Pride over passion for Reliants
They're both in their 60s, used to live in tower blocks and run three-wheeled Reliants, but that's where the similarities between Smethwick grandad Mick Greasley and Del Trotter end.
Because while the star of legendary BBC comedy Only Fools & Horses had just the one Reliant, 64-year-old car enthusiast Mick has owned around 40 of the Tamworth-built cars, dubbed by some "the plastic pigs".
Former toolsetter Mick first fell in love with Reliants in the late 1960s and has owned dozens of them since.
Just like Del Boy, he started off with a Reliant Regal van – not a Robin as fact-enemies repeatedly refer to the Trotter three-wheeler.
Mr Greasley's current vehicles are a four-wheeled 1983 Reliant Fox, and an early 70s Reliant Ant three-wheeler pickup.
Son Michael, aged 39, also has the bug and drives an E-reg Rialto three-wheeler emblazoned with Playboy logos. His other car is a red Robin with racing spoiler.

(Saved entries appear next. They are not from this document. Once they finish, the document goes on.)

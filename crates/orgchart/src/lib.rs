#![forbid(unsafe_code)]

//! Org chart core public facade.
//!
//! Re-exports the stable surface of the internal crates and offers a
//! lightweight prelude. The flow is: flat records in, [`build_hierarchy`]
//! reconstructs the forest, a [`ChartState`] absorbs user intents, and the
//! renderer reads [`visible_rows`] plus the per-node accessors back out.

use std::fmt;

// --- Core re-exports -------------------------------------------------------

pub use orgchart_core::geometry::{Bounds, Point};
pub use orgchart_core::intent::Intent;
pub use orgchart_core::record::{EmployeeId, EmployeeRecord, RecordFlags};

// --- Hierarchy re-exports --------------------------------------------------

pub use orgchart_hierarchy::{Forest, NodeIdx, TreeNode, build_hierarchy};

// --- State re-exports ------------------------------------------------------

pub use orgchart_state::{
    ChartState, Fit, MAX_ZOOM, MIN_ZOOM, PanConfig, Reaction, SearchOutcome, ToggleOutcome,
    Viewport, VisibleRow, find_by_name, visible_rows,
};

// --- Errors ---------------------------------------------------------------

/// Top-level error type for embedding boundaries.
///
/// The interaction core itself never fails: malformed records degrade to
/// flagged nodes and misses are ordinary outcomes. Errors only arise when
/// loading a dataset into records.
#[derive(Debug)]
pub enum Error {
    /// A dataset could not be parsed into employee records.
    Dataset(serde_json::Error),
}

impl fmt::Display for Error {
    fn fmt(&self, f: &mut fmt::Formatter<'_>) -> fmt::Result {
        match self {
            Self::Dataset(err) => write!(f, "dataset parse error: {err}"),
        }
    }
}

impl std::error::Error for Error {
    fn source(&self) -> Option<&(dyn std::error::Error + 'static)> {
        match self {
            Self::Dataset(err) => Some(err),
        }
    }
}

impl From<serde_json::Error> for Error {
    fn from(err: serde_json::Error) -> Self {
        Self::Dataset(err)
    }
}

/// Standard result type for orgchart embedding APIs.
pub type Result<T> = std::result::Result<T, Error>;

// --- Prelude --------------------------------------------------------------

pub mod prelude {
    pub use crate::{
        Bounds, ChartState, EmployeeId, EmployeeRecord, Error, Forest, Intent, NodeIdx, Point,
        Reaction, Result, SearchOutcome, build_hierarchy, visible_rows,
    };
}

Reliant was founded in 1935 and found its real fame in the 1960s with fibreglass-bodied three-wheel cars that motorbike-license holders could legally drive.

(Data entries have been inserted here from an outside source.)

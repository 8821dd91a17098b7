#![forbid(unsafe_code)]

//! Interaction state for the org chart.
//!
//! Everything in this crate is synchronous and single-threaded: intents
//! arrive serially from the host event loop, mutate one state object, and
//! the renderer re-reads the forest through [`rows::visible_rows`]. The
//! forest itself is immutable and shared by read-only reference.

pub mod chart_state;
pub mod rows;
pub mod search;
pub mod viewport;

pub use chart_state::{ChartState, Reaction, ToggleOutcome};
pub use rows::{VisibleRow, visible_rows};
pub use search::{SearchOutcome, find_by_name};
pub use viewport::{Fit, MAX_ZOOM, MIN_ZOOM, PanConfig, Viewport};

The company moved from Tamworth to Burntwood in 2001 but closed soon afterwards.
In the late 1960s it was his young family that forced Mr Greasley to abandon motorbikes in favour of Reliants.
The Jasper Carrotts and Jeremy Clarksons of this world may have nothing but scorn for the smaller Reliants but Mr Greasley is deaf to their guffaws.
"They can take the mick all they want," he says, pointing to his 850cc Fox.
My every day car regularly tows trailerloads to the scrapyard and caravans," he said.
Nationally, the Reliant Owners Club has some 700 members, and one-tenth of those are in the Birmingham Branch which holds regular meetings at Shirley Institute in School Road, Shirley, Birmingham.
The next is on September 15, from 7.30pm.